Through faith those who place their trust and hope in Jesus and his victory are set free from the power of sin in their lives.

That is what Paul was confronted with on the road to Damascus when he realised that the Christ he heard really was Jesus. The Son of God had risen from the grave, victorious over death. Paul was struggling to be holy over sin through keeping the Law and failing. In his war against unrighteousness he was a prisoner and not free. That changed when he accepted Christ. So freedom through Christ and Christ alone– became very precious and important for Paul—- and he was passionate about it.

For freedom Christ has set us free; stand firm therefore, and do not submit again to a yoke of slavery.

Faith in Jesus brings us to freedom so stand firmly in that freedom.
That is his message and plea.
But why does he need to say this?
Surely free people would never jeopardize their freedom?
Surely people who have been set free by God’s beautiful grace in his own son crucified and had risen—– would hold that precious and dear?
Surely free people would only use their freedoms wisely and well?

In today’s passage Paul points out two things that people do to erode and reduce their precious freedom over the power and consequences of sin and he gives encouragement to live out the hard won freedom for what it was intended.

The first one is this. Coming to rely on props and substitutes instead of wholly on Christ –
In the church at Galatia false teaching was convincing some people that they needed to do something extra to what God had done in Christ. An uncertainty was created that eroded their faith so they were open to suggestions. Paul was furious about this.

In broad terms there is a tendency to seek religious props which in Paul’s words become ‘yokes of slavery’. There seems to be a basic human expectation that to get something from God we have to somehow earn it. The cost of appeasing that sort of weak faith in God is a loss of freedom bringing back insecurity

For freedom Christ has set us free; therefore we must stand firm, and do not submit again to a yoke of slavery.Stand Firm. Resist any attempt to seduce us into securing freedom in any way but through Christ himself.Since that first generation of Church Christianity has been vulnerable to this. We need to stand firm in faith in God’s grace through Christ.

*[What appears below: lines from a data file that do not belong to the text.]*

//! Cue handlers: the capability set a view registers per `(Status, Cue)`.
//!
//! # Usage
//!
//! ```ignore
//! use rune_motion::{Cue, CueOutcome, MotionHandlers, Status, Style};
//!
//! let handlers = MotionHandlers::new()
//!     .on(Status::Enter, Cue::Start, |_| Style::new().with("opacity", 0).into())
//!     .on(Status::Enter, Cue::Active, |_| Style::new().with("opacity", 1).into())
//!     .on(Status::Enter, Cue::Done, |call| {
//!         // Ignore completion of unrelated properties.
//!         (call.property_name() == Some("opacity")).into()
//!     });
//! ```

use std::collections::HashMap;
use std::fmt;
use std::future::Future;
use std::pin::Pin;
use std::task::{Context, Poll, Waker};

use super::types::{Cue, NodeId, Status, Style};
use super::watcher::CompletionEvent;

/// Deferred Prepare work; the engine polls it once per tick.
pub struct PendingCue(Pin<Box<dyn Future<Output = ()>>>);

impl PendingCue {
    pub fn new(future: impl Future<Output = ()> + 'static) -> Self {
        Self(Box::pin(future))
    }

    /// Poll once with a no-op waker. Returns `true` once resolved.
    pub fn poll_ready(&mut self) -> bool {
        let mut cx = Context::from_waker(Waker::noop());
        matches!(self.0.as_mut().poll(&mut cx), Poll::Ready(()))
    }
}

impl fmt::Debug for PendingCue {
    fn fmt(&self, f: &mut fmt::Formatter<'_>) -> fmt::Result {
        f.write_str("PendingCue")
    }
}

/// What a cue handler asks the engine to do.
#[derive(Debug, Default)]
pub enum CueOutcome {
    /// Nothing to contribute; the cue is skipped where skipping applies.
    #[default]
    Skip,
    /// Proceed normally.
    Proceed,
    /// Refuse: skips Prepare, keeps a Done waiting for the next real event.
    Veto,
    /// Style snapshot for Start and Active.
    Style(Style),
    /// Proceed once the future resolves (Prepare only).
    Pending(PendingCue),
}

impl CueOutcome {
    pub fn pending(future: impl Future<Output = ()> + 'static) -> Self {
        Self::Pending(PendingCue::new(future))
    }

    pub fn is_veto(&self) -> bool {
        matches!(self, Self::Veto)
    }
}

impl From<Style> for CueOutcome {
    fn from(style: Style) -> Self {
        Self::Style(style)
    }
}

impl From<bool> for CueOutcome {
    fn from(proceed: bool) -> Self {
        if proceed { Self::Proceed } else { Self::Veto }
    }
}

/// A handler that ran for its side effects proceeds like `true`.
impl From<()> for CueOutcome {
    fn from(_: ()) -> Self {
        Self::Proceed
    }
}

impl From<Option<Style>> for CueOutcome {
    fn from(style: Option<Style>) -> Self {
        style.map_or(Self::Skip, Self::Style)
    }
}

/// Arguments passed to a cue handler.
#[derive(Debug, Clone, Copy)]
pub struct CueCall<'a> {
    pub node: NodeId,
    pub status: Status,
    pub cue: Cue,
    /// The native signal, for Done cues completed by an event.
    pub event: Option<&'a CompletionEvent>,
    /// Set when a Done cue was reached through the deadline fallback.
    pub deadline: bool,
}

impl CueCall<'_> {
    pub fn property_name(&self) -> Option<&str> {
        self.event.and_then(CompletionEvent::property_name)
    }
}

type CueHandler = Box<dyn Fn(CueCall<'_>) -> CueOutcome>;

/// Handlers keyed by `(Status, Cue)`. Missing entries mean Skip.
#[derive(Default)]
pub struct MotionHandlers {
    handlers: HashMap<(Status, Cue), CueHandler>,
}

impl fmt::Debug for MotionHandlers {
    fn fmt(&self, f: &mut fmt::Formatter<'_>) -> fmt::Result {
        let mut keys: Vec<_> = self.handlers.keys().collect();
        keys.sort_by_key(|(status, cue)| (status.as_str(), cue.ordinal()));
        f.debug_struct("MotionHandlers").field("registered", &keys).finish()
    }
}

impl MotionHandlers {
    pub fn new() -> Self {
        Self::default()
    }

    /// Builder-style registration.
    pub fn on(
        mut self,
        status: Status,
        cue: Cue,
        handler: impl Fn(CueCall<'_>) -> CueOutcome + 'static,
    ) -> Self {
        self.set(status, cue, handler);
        self
    }

    /// Register a handler. `Status::None` and `Cue::None` have no handler slot and are ignored.
    pub fn set(
        &mut self,
        status: Status,
        cue: Cue,
        handler: impl Fn(CueCall<'_>) -> CueOutcome + 'static,
    ) {
        if status.is_none() || cue == Cue::None {
            tracing::warn!(%status, %cue, "ignoring handler for a phase-less slot");
            return;
        }
        self.handlers.insert((status, cue), Box::new(handler));
    }

    pub fn has(&self, status: Status, cue: Cue) -> bool {
        self.handlers.contains_key(&(status, cue))
    }

    pub fn len(&self) -> usize {
        self.handlers.len()
    }

    pub fn is_empty(&self) -> bool {
        self.handlers.is_empty()
    }

    /// Invoke the handler for `call.status` / `call.cue`, if any.
    pub fn call(&self, call: CueCall<'_>) -> Option<CueOutcome> {
        self.handlers
            .get(&(call.status, call.cue))
            .map(|handler| handler(call))
    }
}
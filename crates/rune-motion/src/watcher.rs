//! Completion-signal subscriptions.
//!
//! An [`EventWatcher`] keeps one element subscribed to the platform's
//! `transitionend` / `animationend` signals through a [`ListenerRegistry`],
//! follows the element when the bound node changes, and acts as the one-shot
//! guard that lets exactly one completion (real event or deadline) through.

use serde::{Deserialize, Serialize};
use std::cell::RefCell;
use std::collections::HashMap;
use std::rc::Rc;

use super::types::{Generation, NodeId, NodeRef};

/// Kind of native completion signal.
#[derive(Debug, Clone, Copy, PartialEq, Eq, Hash, Serialize, Deserialize)]
#[serde(rename_all = "snake_case")]
pub enum EndEventKind {
    TransitionEnd,
    AnimationEnd,
}

impl EndEventKind {
    pub const ALL: [EndEventKind; 2] = [EndEventKind::TransitionEnd, EndEventKind::AnimationEnd];

    /// Platform event name.
    pub fn event_name(self) -> &'static str {
        match self {
            Self::TransitionEnd => "transitionend",
            Self::AnimationEnd => "animationend",
        }
    }
}

/// A native completion signal delivered by the host.
#[derive(Debug, Clone, PartialEq, Serialize, Deserialize)]
pub struct CompletionEvent {
    /// Node the signal was dispatched on.
    pub target: NodeId,
    pub kind: EndEventKind,
    /// `propertyName` for transitions, `animationName` for animations.
    #[serde(default, skip_serializing_if = "Option::is_none")]
    pub property_name: Option<String>,
    #[serde(default)]
    pub elapsed_ms: f32,
}

impl CompletionEvent {
    pub fn transition_end(target: NodeId, property_name: impl Into<String>) -> Self {
        Self {
            target,
            kind: EndEventKind::TransitionEnd,
            property_name: Some(property_name.into()),
            elapsed_ms: 0.0,
        }
    }

    pub fn animation_end(target: NodeId, animation_name: impl Into<String>) -> Self {
        Self {
            target,
            kind: EndEventKind::AnimationEnd,
            property_name: Some(animation_name.into()),
            elapsed_ms: 0.0,
        }
    }

    pub fn with_elapsed_ms(mut self, elapsed_ms: f32) -> Self {
        self.elapsed_ms = elapsed_ms;
        self
    }

    pub fn property_name(&self) -> Option<&str> {
        self.property_name.as_deref()
    }
}

/// Host seam for registering completion listeners on platform nodes.
pub trait ListenerRegistry {
    fn add_listener(&self, node: NodeId, kind: EndEventKind);
    fn remove_listener(&self, node: NodeId, kind: EndEventKind);
}

/// Counting registry for headless hosts and tests.
#[derive(Debug, Default)]
pub struct ListenerLedger {
    active: RefCell<HashMap<(NodeId, EndEventKind), usize>>,
}

impl ListenerLedger {
    pub fn new() -> Self {
        Self::default()
    }

    /// Total listeners currently registered.
    pub fn active_count(&self) -> usize {
        self.active.borrow().values().sum()
    }

    pub fn is_listening(&self, node: NodeId, kind: EndEventKind) -> bool {
        self.active.borrow().contains_key(&(node, kind))
    }

    /// Nodes with at least one listener.
    pub fn listening_nodes(&self) -> Vec<NodeId> {
        let mut nodes: Vec<NodeId> = self.active.borrow().keys().map(|(node, _)| *node).collect();
        nodes.sort_by_key(|n| n.0);
        nodes.dedup();
        nodes
    }
}

impl ListenerRegistry for ListenerLedger {
    fn add_listener(&self, node: NodeId, kind: EndEventKind) {
        *self.active.borrow_mut().entry((node, kind)).or_default() += 1;
    }

    fn remove_listener(&self, node: NodeId, kind: EndEventKind) {
        let mut active = self.active.borrow_mut();
        if let Some(count) = active.get_mut(&(node, kind)) {
            *count -= 1;
            if *count == 0 {
                active.remove(&(node, kind));
            }
        }
    }
}

/// Handle of one watch.
#[derive(Debug, Clone, Copy, PartialEq, Eq, Hash, Serialize, Deserialize)]
pub struct WatchHandle(u64);

#[derive(Debug)]
struct Subscription {
    handle: WatchHandle,
    target: NodeId,
    generation: Generation,
    completed: bool,
}

/// Subscribes one element to completion signals with exactly-once completion.
pub struct EventWatcher {
    registry: Rc<dyn ListenerRegistry>,
    subscription: Option<Subscription>,
    next_id: u64,
}

impl std::fmt::Debug for EventWatcher {
    fn fmt(&self, f: &mut std::fmt::Formatter<'_>) -> std::fmt::Result {
        f.debug_struct("EventWatcher")
            .field("subscription", &self.subscription)
            .finish_non_exhaustive()
    }
}

impl EventWatcher {
    pub fn new(registry: Rc<dyn ListenerRegistry>) -> Self {
        Self {
            registry,
            subscription: None,
            next_id: 1,
        }
    }

    /// Subscribe to the node currently bound in `node_ref`.
    ///
    /// Any previous watch is released first. Returns `None` when no node is
    /// bound, leaving the watcher idle.
    pub fn watch(&mut self, node_ref: &NodeRef, generation: Generation) -> Option<WatchHandle> {
        self.release();
        let target = node_ref.get()?;

        let handle = WatchHandle(self.next_id);
        self.next_id += 1;
        self.attach(target);
        self.subscription = Some(Subscription {
            handle,
            target,
            generation,
            completed: false,
        });
        Some(handle)
    }

    /// Follow the node bound in `node_ref`, moving listeners if it changed.
    ///
    /// An empty ref keeps the current subscription.
    pub fn sync(&mut self, node_ref: &NodeRef) {
        let Some(node) = node_ref.get() else {
            return;
        };
        let Some(previous) = self.subscription.as_ref().map(|s| s.target) else {
            return;
        };
        if previous == node {
            return;
        }
        self.detach(previous);
        self.attach(node);
        if let Some(subscription) = self.subscription.as_mut() {
            subscription.target = node;
        }
    }

    /// Release a watch. Stale or repeated handles are ignored.
    pub fn unwatch(&mut self, handle: WatchHandle) -> bool {
        match &self.subscription {
            Some(subscription) if subscription.handle == handle => {
                self.release();
                true
            }
            _ => false,
        }
    }

    /// Whether `event` is a completion this watch should react to.
    pub fn accepts(&self, event: &CompletionEvent) -> bool {
        self.subscription
            .as_ref()
            .is_some_and(|s| !s.completed && s.target == event.target)
    }

    /// Consume the one-shot. Only the first call for a live watch returns `true`.
    pub fn complete(&mut self, generation: Generation) -> bool {
        match self.subscription.as_mut() {
            Some(subscription) if !subscription.completed && subscription.generation == generation => {
                subscription.completed = true;
                true
            }
            _ => false,
        }
    }

    pub fn is_watching(&self) -> bool {
        self.subscription.is_some()
    }

    pub fn target(&self) -> Option<NodeId> {
        self.subscription.as_ref().map(|s| s.target)
    }

    fn release(&mut self) {
        if let Some(subscription) = self.subscription.take() {
            self.detach(subscription.target);
        }
    }

    fn attach(&self, node: NodeId) {
        for kind in EndEventKind::ALL {
            self.registry.add_listener(node, kind);
        }
    }

    fn detach(&self, node: NodeId) {
        for kind in EndEventKind::ALL {
            self.registry.remove_listener(node, kind);
        }
    }
}

impl Drop for EventWatcher {
    fn drop(&mut self) {
        self.release();
    }
}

The second challenge to freedom given through Christ arises from misunderstanding its purpose and then squandering it.The purpose of God’s freedom for us as set out in this passage from Galatians 5. In Christ we are free to:
Love and become slaves to one another. (v.13)
Live by the Spirit (v.16 & 25)

We are set free to stand in a place where we have the freedom to choose these things.

Freedom is something very precious.
God wants us to enjoy that but without discipline we are likely to lose it.

Maintaining freedom requires the discipline of wise choices.
Foolish choices will come at cost of lost freedom.
In v.16 Paul tells how to maintain and grow spiritual freedom
Live by the Spirit, I say, and do not gratify the desires of the flesh.
Focus on serving others through love and freedom will grow.
God has set us free from sin–Jesus set us free from the consequence of our sin, and in that Freedom we are meant to serve God and love each other.
I would like to suggest something for the coming week.
Let’s assume that the holidays have begun and we are in the seasons of freedom.

They are times when we are set free from many of life’s regular demands and things we have to do.
My question is- what are we going to do with that freedom?
Will that be a time when we take a holiday from God?
Will that be a time when protecting our freedom means being blind to the needs of others?
Will that be a time when we just have to indulge ourselves?
Or could it be a time to enjoy holy-days and seek to use our freedom to show love to others?
The call to walk in the Spirit and not the Flesh comes with the freedom— God gives us through faith in Christ.

Allow the Spirit to help us discern between our feelings and His prompting.
Live every day guided by the Holy Spirit.
Christ has truly set us free. Now we must make sure that we stay free – let the Holy Spirit guide our lives today and for evermore.